▶ _Task statement_: Your answer needs to include each line of the records in which the string "trimmed" can be found.

Saved entries:
####

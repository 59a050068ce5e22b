//! Word list loading utilities
//!
//! Provides functions to load word lists from files or use embedded constants.

use std::fs;
use std::io;
use std::path::Path;

/// Normalise one line of a word list, dropping blank lines
fn clean_line(line: &str) -> Option<String> {
    let trimmed = line.trim();
    if trimmed.is_empty() {
        None
    } else {
        Some(trimmed.to_lowercase())
    }
}

/// Load words from a file, one per line
///
/// Lines are trimmed and lowercased; blank lines are skipped.
///
/// # Errors
///
/// Returns an I/O error if the file cannot be read or opened.
///
/// # Examples
/// ```no_run
/// use color_tiles::wordlists::loader::load_from_file;
///
/// let words = load_from_file("data/words.txt").unwrap();
/// println!("Loaded {} words", words.len());
/// ```
pub fn load_from_file<P: AsRef<Path>>(path: P) -> io::Result<Vec<String>> {
    let content = fs::read_to_string(path)?;
    Ok(words_from_text(&content))
}

/// Split text into cleaned words, one per line
#[must_use]
pub fn words_from_text(content: &str) -> Vec<String> {
    content.lines().filter_map(clean_line).collect()
}

/// Convert embedded string slice to owned words
///
/// # Examples
/// ```
/// use color_tiles::wordlists::loader::words_from_slice;
/// use color_tiles::wordlists::HELPER_WORDS;
///
/// let words = words_from_slice(HELPER_WORDS);
/// assert_eq!(words.len(), HELPER_WORDS.len());
/// ```
#[must_use]
pub fn words_from_slice(slice: &[&str]) -> Vec<String> {
    slice.iter().filter_map(|s| clean_line(s)).collect()
}
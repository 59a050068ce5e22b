//! Interactive TUI for the color tile game

pub mod app;
pub mod rendering;

pub use app::{App, PlaySettings, run_tui};
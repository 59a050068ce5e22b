//! Board generation command
//!
//! Builds one board and reports its colors with every letter they own.

use crate::core::{BoardConfig, BoardError, ColorLetterBoard};
use rand::Rng;
use std::time::{Duration, Instant};

/// Result of generating a single board
pub struct PaletteResult {
    pub board: ColorLetterBoard,
    pub duration: Duration,
}

/// Generate a board for `config`
///
/// # Errors
///
/// Returns `BoardError` if the settings are invalid or the hue space is
/// exhausted before every color is placed.
pub fn generate_palette<R: Rng + ?Sized>(
    config: &BoardConfig,
    rng: &mut R,
) -> Result<PaletteResult, BoardError> {
    let start = Instant::now();
    let board = ColorLetterBoard::new(config, rng)?;
    Ok(PaletteResult {
        board,
        duration: start.elapsed(),
    })
}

####

▶ _Answer box_:
    let trimmed = line.trim();
    if trimmed.is_empty() {
        Some(trimmed.to_lowercase())
/// Lines are trimmed and lowercased; blank lines are skipped.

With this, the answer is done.